### DIRECTIONS FOR THIS TASK
Your answer should be the number of lines in the listing that hold the string "enum", with no other words.
- - - - -
use serde::{Deserialize, Serialize};
use std::fmt;

/// Raw value stored in the stroke table meaning the hole was deliberately skipped.
pub const SKIPPED_SENTINEL: i32 = -1;

/// A stroke table entry decoded from its raw integer.
///
/// Only `Taken` ever counts as strokes. `Skipped` behaves like `NotScored` for
/// every aggregate and only differs for display.
#[derive(Serialize, Deserialize, Clone, Copy, Debug, PartialEq, Eq)]
#[serde(rename_all = "camelCase")]
pub enum Stroke {
    NotScored,
    Skipped,
    Taken(u32),
}

impl Stroke {
    #[must_use]
    pub fn from_raw(raw: i32) -> Self {
        match raw {
            SKIPPED_SENTINEL => Stroke::Skipped,
            n if n > 0 => Stroke::Taken(n.unsigned_abs()),
            _ => Stroke::NotScored,
        }
    }

    #[must_use]
    pub fn taken(self) -> Option<u32> {
        match self {
            Stroke::Taken(n) => Some(n),
            Stroke::NotScored | Stroke::Skipped => None,
        }
    }
}

impl From<Option<i32>> for Stroke {
    fn from(value: Option<i32>) -> Self {
        value.map_or(Stroke::NotScored, Stroke::from_raw)
    }
}

#[derive(Serialize, Deserialize, Clone, Copy, Debug, PartialEq, Eq, PartialOrd, Ord, Hash)]
#[serde(rename_all = "PascalCase")]
pub enum ScoreDisplay {
    HoleInOne,
    Albatross,
    Eagle,
    Birdie,
    Par,
    Bogey,
    DoubleBogey,
    /// Three or more over par; carries the difference.
    Over(i32),
    /// Better than albatross without being an ace, e.g. a two on a par 6.
    Under(i32),
}

impl ScoreDisplay {
    /// Classify a score by its strokes and the hole's par.
    #[must_use]
    pub fn classify(strokes: u32, par: i32) -> Self {
        if strokes == 1 {
            return ScoreDisplay::HoleInOne;
        }
        let diff = i32::try_from(strokes).unwrap_or(i32::MAX) - par;
        Self::from_diff(diff)
    }

    #[must_use]
    pub fn from_diff(diff: i32) -> Self {
        match diff {
            -3 => ScoreDisplay::Albatross,
            -2 => ScoreDisplay::Eagle,
            -1 => ScoreDisplay::Birdie,
            0 => ScoreDisplay::Par,
            1 => ScoreDisplay::Bogey,
            2 => ScoreDisplay::DoubleBogey,
            d if d >= 3 => ScoreDisplay::Over(d),
            d => ScoreDisplay::Under(d),
        }
    }

    #[must_use]
    pub fn label(&self) -> String {
        match self {
            ScoreDisplay::HoleInOne => "Hole-in-One".to_string(),
            ScoreDisplay::Albatross => "Albatross".to_string(),
            ScoreDisplay::Eagle => "Eagle".to_string(),
            ScoreDisplay::Birdie => "Birdie".to_string(),
            ScoreDisplay::Par => "Par".to_string(),
            ScoreDisplay::Bogey => "Bogey".to_string(),
            ScoreDisplay::DoubleBogey => "Double Bogey".to_string(),
            ScoreDisplay::Over(d) => format!("+{d}"),
            ScoreDisplay::Under(d) => format!("{d}"),
        }
    }
}

impl fmt::Display for ScoreDisplay {
    fn fmt(&self, f: &mut fmt::Formatter<'_>) -> fmt::Result {
        write!(f, "{}", self.label())
    }
}

#[cfg(test)]
mod tests {
    use super::*;

    #[test]
    fn sentinel_is_not_strokes() {
        assert_eq!(Stroke::from_raw(-1), Stroke::Skipped);
        assert_eq!(Stroke::from_raw(0), Stroke::NotScored);
        assert_eq!(Stroke::from_raw(-4), Stroke::NotScored);
        assert_eq!(Stroke::from_raw(5).taken(), Some(5));
        assert_eq!(Stroke::Skipped.taken(), None);
    }

    #[test]
    fn classify_by_par_difference() {
        assert_eq!(ScoreDisplay::classify(1, 3), ScoreDisplay::HoleInOne);
        assert_eq!(ScoreDisplay::classify(2, 5), ScoreDisplay::Albatross);
        assert_eq!(ScoreDisplay::classify(3, 5), ScoreDisplay::Eagle);
        assert_eq!(ScoreDisplay::classify(3, 4), ScoreDisplay::Birdie);
        assert_eq!(ScoreDisplay::classify(4, 4), ScoreDisplay::Par);
        assert_eq!(ScoreDisplay::classify(6, 4), ScoreDisplay::DoubleBogey);
        assert_eq!(ScoreDisplay::classify(8, 4).label(), "+4");
    }
}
- - - - -
### EXERCISE OUTPUT
2